In the June 1966 CACM [1], Wirth and Hoare published "A contribution to the
development of ALGOL”, which describes a language very similar to Algol W. In Wirth’s
Turing Award lecture (published in the Feb 1985 CACM [2]) "From programming language
design to computer construction”, he noted:
“The Working Group assumed the task of proposing a successor and soon split into two
camps. On one side were the ambitious who wanted to erect another milestone in language
design, and, on the other, those who felt that time was pressing and that an adequately
extended ALGOL 60 would be a productive endeavor. I belonged to this second party and
submitted a proposal that lost the election. Thereafter, the proposal was improved with
contributions from Tony Hoare (a member of the same group) and implemented on Stanford
University's first IBM 360. The language later became known as ALGOL W and was used
in several universities for teaching purposes.”

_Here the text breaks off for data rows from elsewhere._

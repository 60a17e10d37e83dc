//! The closed set of enhancement filters and their display metadata.

use std::fmt;
use std::str::FromStr;

use ndarray::{Array3, ArrayView3};
use serde::{Deserialize, Serialize};

use crate::error::EnhanceError;
use crate::filters;

/// One of the five deterministic enhancement filters.
#[derive(Debug, Clone, Copy, PartialEq, Eq, Hash, Serialize, Deserialize)]
#[serde(rename_all = "kebab-case")]
pub enum FilterKind {
    Grayscale,
    LowPass,
    Gamma,
    Histogram,
    Sharpen,
}

impl FilterKind {
    /// Every filter, in the order results are presented.
    pub const ALL: [FilterKind; 5] = [
        FilterKind::Grayscale,
        FilterKind::LowPass,
        FilterKind::Gamma,
        FilterKind::Histogram,
        FilterKind::Sharpen,
    ];

    /// Stable identifier used in settings and bindings.
    pub fn id(self) -> &'static str {
        match self {
            FilterKind::Grayscale => "grayscale",
            FilterKind::LowPass => "low-pass",
            FilterKind::Gamma => "gamma",
            FilterKind::Histogram => "histogram",
            FilterKind::Sharpen => "sharpen",
        }
    }

    pub fn display_name(self) -> &'static str {
        match self {
            FilterKind::Grayscale => "Grayscale",
            FilterKind::LowPass => "Low-pass",
            FilterKind::Gamma => "Gamma",
            FilterKind::Histogram => "Histogram",
            FilterKind::Sharpen => "Sharpen",
        }
    }

    /// Default user-facing description, shown when no AI explanation exists.
    pub fn description(self) -> &'static str {
        match self {
            FilterKind::Grayscale => {
                "Converts the image to shades of gray, removing all color information. Useful for focusing on texture and luminance."
            }
            FilterKind::LowPass => {
                "Applies a blur filter to smoothen the image and reduce noise by averaging pixel values in a neighborhood."
            }
            FilterKind::Gamma => {
                "Adjusts the image's brightness and contrast by applying a non-linear transformation to the pixel values."
            }
            FilterKind::Histogram => {
                "Redistributes pixel intensities to enhance global contrast by spreading out the most frequent intensity values."
            }
            FilterKind::Sharpen => {
                "Emphasizes edges and fine detail with a 3x3 sharpening convolution."
            }
        }
    }

    /// Whether the AI advisor may recommend this filter.
    ///
    /// Sharpen is reserved for the AI regeneration path.
    pub fn is_suggestible(self) -> bool {
        !matches!(self, FilterKind::Sharpen)
    }

    /// Run this filter against an RGBA view.
    pub fn apply(self, input: ArrayView3<u8>, gamma: f32) -> Array3<u8> {
        match self {
            FilterKind::Grayscale => filters::grayscale_rgba_u8(input),
            FilterKind::LowPass => filters::low_pass_rgba_u8(input),
            FilterKind::Gamma => filters::gamma_rgba_u8(input, gamma),
            FilterKind::Histogram => filters::equalize_histogram_rgba_u8(input),
            FilterKind::Sharpen => filters::sharpen_rgba_u8(input),
        }
    }
}

impl fmt::Display for FilterKind {
    fn fmt(&self, f: &mut fmt::Formatter<'_>) -> fmt::Result {
        f.write_str(self.id())
    }
}

impl FromStr for FilterKind {
    type Err = EnhanceError;

    fn from_str(s: &str) -> Result<Self, Self::Err> {
        match s.trim().to_ascii_lowercase().as_str() {
            "grayscale" => Ok(FilterKind::Grayscale),
            "low-pass" | "lowpass" | "low_pass" => Ok(FilterKind::LowPass),
            "gamma" => Ok(FilterKind::Gamma),
            "histogram" => Ok(FilterKind::Histogram),
            "sharpen" => Ok(FilterKind::Sharpen),
            other => Err(EnhanceError::UnknownFilter(other.to_string())),
        }
    }
}
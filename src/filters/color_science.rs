//! RGB <-> HSL conversion used by histogram equalization.
//!
//! All three HSL components are normalized to 0.0-1.0 (hue is a fraction of
//! a full turn, not degrees). Conversions run in f64 so that quantizing
//! lightness to 256 levels is stable for odd max+min sums.

const EPSILON: f64 = 1e-12;

/// Convert an 8-bit RGB triple to HSL.
/// Output: (h, s, l), each in 0.0-1.0
#[inline]
pub fn rgb_to_hsl(r: u8, g: u8, b: u8) -> (f64, f64, f64) {
    let r = r as f64 / 255.0;
    let g = g as f64 / 255.0;
    let b = b as f64 / 255.0;

    let max = r.max(g).max(b);
    let min = r.min(g).min(b);
    let l = (max + min) / 2.0;

    if (max - min).abs() < EPSILON {
        return (0.0, 0.0, l);
    }

    let d = max - min;
    let s = if l > 0.5 {
        d / (2.0 - max - min)
    } else {
        d / (max + min)
    };

    let h = if (max - r).abs() < EPSILON {
        (g - b) / d + if g < b { 6.0 } else { 0.0 }
    } else if (max - g).abs() < EPSILON {
        (b - r) / d + 2.0
    } else {
        (r - g) / d + 4.0
    };

    (h / 6.0, s, l)
}

/// Piecewise hue ramp over the six sextants of the color wheel.
#[inline]
fn hue_to_rgb(p: f64, q: f64, mut t: f64) -> f64 {
    if t < 0.0 {
        t += 1.0;
    }
    if t > 1.0 {
        t -= 1.0;
    }
    if t < 1.0 / 6.0 {
        return p + (q - p) * 6.0 * t;
    }
    if t < 0.5 {
        return q;
    }
    if t < 2.0 / 3.0 {
        return p + (q - p) * (2.0 / 3.0 - t) * 6.0;
    }
    p
}

/// Convert HSL (each in 0.0-1.0) back to 8-bit RGB, rounding to nearest.
#[inline]
pub fn hsl_to_rgb(h: f64, s: f64, l: f64) -> (u8, u8, u8) {
    let (r, g, b) = if s.abs() < EPSILON {
        (l, l, l)
    } else {
        let q = if l < 0.5 { l * (1.0 + s) } else { l + s - l * s };
        let p = 2.0 * l - q;
        (
            hue_to_rgb(p, q, h + 1.0 / 3.0),
            hue_to_rgb(p, q, h),
            hue_to_rgb(p, q, h - 1.0 / 3.0),
        )
    };

    (to_byte(r), to_byte(g), to_byte(b))
}

#[inline]
fn to_byte(v: f64) -> u8 {
    (v * 255.0).round().clamp(0.0, 255.0) as u8
}

#[cfg(test)]
mod tests {
    use super::*;

    #[test]
    fn test_rgb_hsl_roundtrip() {
        for r in (0..=255u16).step_by(17) {
            for g in (0..=255u16).step_by(15) {
                for b in (0..=255u16).step_by(51) {
                    let (r, g, b) = (r as u8, g as u8, b as u8);
                    let (h, s, l) = rgb_to_hsl(r, g, b);
                    let (nr, ng, nb) = hsl_to_rgb(h, s, l);

                    assert!((r as i32 - nr as i32).abs() <= 1, "{r},{g},{b}");
                    assert!((g as i32 - ng as i32).abs() <= 1, "{r},{g},{b}");
                    assert!((b as i32 - nb as i32).abs() <= 1, "{r},{g},{b}");
                }
            }
        }
    }

    #[test]
    fn test_rgb_to_hsl_primaries() {
        let (h, s, l) = rgb_to_hsl(255, 0, 0);
        assert!(h.abs() < 1e-9);
        assert!((s - 1.0).abs() < 1e-9);
        assert!((l - 0.5).abs() < 1e-9);

        let (h, _, _) = rgb_to_hsl(0, 255, 0);
        assert!((h - 1.0 / 3.0).abs() < 1e-9);

        let (h, _, _) = rgb_to_hsl(0, 0, 255);
        assert!((h - 2.0 / 3.0).abs() < 1e-9);
    }

    #[test]
    fn test_rgb_to_hsl_hue_wraps_for_magenta_side() {
        // max is red and g < b: hue lands in the last sextant
        let (h, _, _) = rgb_to_hsl(255, 0, 128);
        assert!(h > 5.0 / 6.0 && h < 1.0);
    }

    #[test]
    fn test_gray_is_achromatic() {
        let (h, s, l) = rgb_to_hsl(128, 128, 128);
        assert_eq!(h, 0.0);
        assert_eq!(s, 0.0);
        assert_eq!(hsl_to_rgb(h, s, l), (128, 128, 128));
    }
}
//! Grayscale conversion filter.
//!
//! Uses ITU-R BT.601 luma coefficients (0.299, 0.587, 0.114).

use ndarray::{Array3, ArrayView3};

/// ITU-R BT.601 luma coefficients
const LUMA_R: f32 = 0.299;
const LUMA_G: f32 = 0.587;
const LUMA_B: f32 = 0.114;

/// Luma of one RGB triple, rounded to the nearest byte.
#[inline]
pub fn luma_u8(r: u8, g: u8, b: u8) -> u8 {
    let y = LUMA_R * r as f32 + LUMA_G * g as f32 + LUMA_B * b as f32;
    y.round().clamp(0.0, 255.0) as u8
}

/// Convert RGBA u8 image to grayscale (luma method).
///
/// Output is RGBA with R=G=B=luma, A preserved.
///
/// # Arguments
/// * `input` - 3D array view of shape (height, width, 4) with RGBA u8 values (0-255)
///
/// # Returns
/// New array with grayscale values in RGB channels, alpha preserved
pub fn grayscale_rgba_u8(input: ArrayView3<u8>) -> Array3<u8> {
    let (height, width, _) = input.dim();
    let mut output = Array3::<u8>::zeros((height, width, 4));

    for y in 0..height {
        for x in 0..width {
            let gray = luma_u8(input[[y, x, 0]], input[[y, x, 1]], input[[y, x, 2]]);

            output[[y, x, 0]] = gray;
            output[[y, x, 1]] = gray;
            output[[y, x, 2]] = gray;
            output[[y, x, 3]] = input[[y, x, 3]];
        }
    }

    output
}

#[cfg(test)]
mod tests {
    use super::*;
    use ndarray::Array3;

    #[test]
    fn test_grayscale_u8_red() {
        let mut img = Array3::<u8>::zeros((2, 2, 4));
        for y in 0..2 {
            for x in 0..2 {
                img[[y, x, 0]] = 255; // R
                img[[y, x, 3]] = 255; // A
            }
        }

        let result = grayscale_rgba_u8(img.view());

        // round(0.299 * 255) = 76
        for y in 0..2 {
            for x in 0..2 {
                assert_eq!(result[[y, x, 0]], 76);
                assert_eq!(result[[y, x, 1]], 76);
                assert_eq!(result[[y, x, 2]], 76);
                assert_eq!(result[[y, x, 3]], 255);
            }
        }
    }

    #[test]
    fn test_grayscale_u8_green() {
        let mut img = Array3::<u8>::zeros((1, 1, 4));
        img[[0, 0, 1]] = 255; // G
        img[[0, 0, 3]] = 255; // A

        let result = grayscale_rgba_u8(img.view());

        // 0.587 * 255 = 149.685
        assert_eq!(result[[0, 0, 0]], 150);
    }

    #[test]
    fn test_grayscale_u8_white_stays_white() {
        let mut img = Array3::<u8>::from_elem((1, 1, 4), 255);
        img[[0, 0, 3]] = 255;

        let result = grayscale_rgba_u8(img.view());
        assert_eq!(result[[0, 0, 0]], 255);
    }

    #[test]
    fn test_grayscale_u8_preserves_alpha() {
        let mut img = Array3::<u8>::zeros((1, 1, 4));
        img[[0, 0, 0]] = 128;
        img[[0, 0, 1]] = 128;
        img[[0, 0, 2]] = 128;
        img[[0, 0, 3]] = 100;

        let result = grayscale_rgba_u8(img.view());
        assert_eq!(result[[0, 0, 3]], 100);
        assert_eq!(result[[0, 0, 0]], 128);
    }

    #[test]
    fn test_grayscale_u8_channels_equal_luma() {
        let img = Array3::<u8>::from_shape_fn((3, 4, 4), |(y, x, c)| {
            ((y * 53 + x * 31 + c * 97) % 256) as u8
        });

        let result = grayscale_rgba_u8(img.view());

        for y in 0..3 {
            for x in 0..4 {
                let expected = luma_u8(img[[y, x, 0]], img[[y, x, 1]], img[[y, x, 2]]);
                assert_eq!(result[[y, x, 0]], expected);
                assert_eq!(result[[y, x, 1]], expected);
                assert_eq!(result[[y, x, 2]], expected);
                assert_eq!(result[[y, x, 3]], img[[y, x, 3]]);
            }
        }
    }
}
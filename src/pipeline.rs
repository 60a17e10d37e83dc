//! Enhancement pipeline orchestrator.
//!
//! Fans one source buffer out to every requested filter. Filters never see
//! each other's output: each one reads the same immutable view of the source
//! and returns its own buffer, so the fan-out runs on the rayon pool without
//! any synchronization. Results always come back in request order.

use log::debug;
use rayon::prelude::*;

use crate::buffer::PixelBuffer;
use crate::codec::{decode_image, encode_png};
use crate::config::EnhanceSettings;
use crate::enhancement::FilterKind;
use crate::error::{EnhanceError, Result};

/// One filter's output for a single request.
#[derive(Debug, Clone, PartialEq, Eq)]
pub struct EnhancementResult {
    pub id: FilterKind,
    pub buffer: PixelBuffer,
}

/// One filter's output, PNG-encoded for delivery.
#[derive(Debug, Clone, PartialEq, Eq)]
pub struct EncodedEnhancement {
    pub id: FilterKind,
    pub png: Vec<u8>,
}

/// Run a single filter against `source`.
pub fn apply_filter(source: &PixelBuffer, filter: FilterKind, gamma: f32) -> Result<PixelBuffer> {
    PixelBuffer::from_array(filter.apply(source.view(), gamma))
}

/// Run every filter in `settings` against the original `source`.
pub fn enhance(source: &PixelBuffer, settings: &EnhanceSettings) -> Result<Vec<EnhancementResult>> {
    settings.validate()?;
    debug!(
        "enhancing {}x{} image with {} filter(s), parallel={}",
        source.width(),
        source.height(),
        settings.filters.len(),
        settings.parallel
    );

    let run = |&id: &FilterKind| -> Result<EnhancementResult> {
        Ok(EnhancementResult {
            id,
            buffer: apply_filter(source, id, settings.gamma)?,
        })
    };

    if settings.parallel {
        settings.filters.par_iter().map(run).collect()
    } else {
        settings.filters.iter().map(run).collect()
    }
}

/// PNG-encode every result; the first failure fails the whole batch.
pub fn encode_results(results: &[EnhancementResult]) -> Result<Vec<EncodedEnhancement>> {
    results
        .iter()
        .map(|result| {
            let png = encode_png(&result.buffer).map_err(|source| EnhanceError::Encode {
                filter: result.id,
                source,
            })?;
            debug!("encoded {} result ({} bytes)", result.id, png.len());
            Ok(EncodedEnhancement { id: result.id, png })
        })
        .collect()
}

/// Decode an uploaded image, enhance it and encode every result.
///
/// Any decode or encode failure aborts the request; no partial results are
/// returned.
pub fn process_image(bytes: &[u8], settings: &EnhanceSettings) -> Result<Vec<EncodedEnhancement>> {
    let source = decode_image(bytes)?;
    let results = enhance(&source, settings)?;
    encode_results(&results)
}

In particular, Hoare’s work on “Record Handling” (see [3]) had a strong impact on Algol W
and Wirth’s later languages.
[1]
http://doi.acm.org/10.1145/365696.3657022
[2]
http://doi.acm.org/10.1145/2786.2789
[3]
http://www.softwarepreservation.org/projects/ALGOL/standards/.
On Jan 10, 2019, at 7:06 PM, clemc(a)ccc.com wrote:
From: Clem cole <clemc(a)ccc.com <mailto:clemc@ccc.com>>
To: Dave Horsfall <dave(a)horsfall.org <mailto:dave@horsfall.org>>
Cc: The Eunuchs Hysterical Society <tuhs(a)tuhs.org <mailto:tuhs@tuhs.org>>
Dave. The w in Algolw was Wirth. He was at Stanford at the time. It was written in
PL/360 btw. The sources are googlable. FWIW Pascal was done a couple of years later
with lessons learned from Algolw and reaction to Algol68.
Sent from my PDP-7 Running UNIX V0 expect things to be almost but not quite.
On Jan 10, 2019, at 6:52 PM, Dave Horsfall
<dave(a)horsfall.org <mailto:dave@horsfall.org>> wrote:
[Not sure whether this is more appropriate for COFF instead, so it's here; advice
(apart from STFU) gratefully accepted.)
Sir Charles Antony Richard Hoare FRS FREng was born on this day in 1934; a computer
pioneer (one of the greats) he gave us things like the quicksort algorithm (which became
qsort() in Unix) and ALGOLW (a neat language).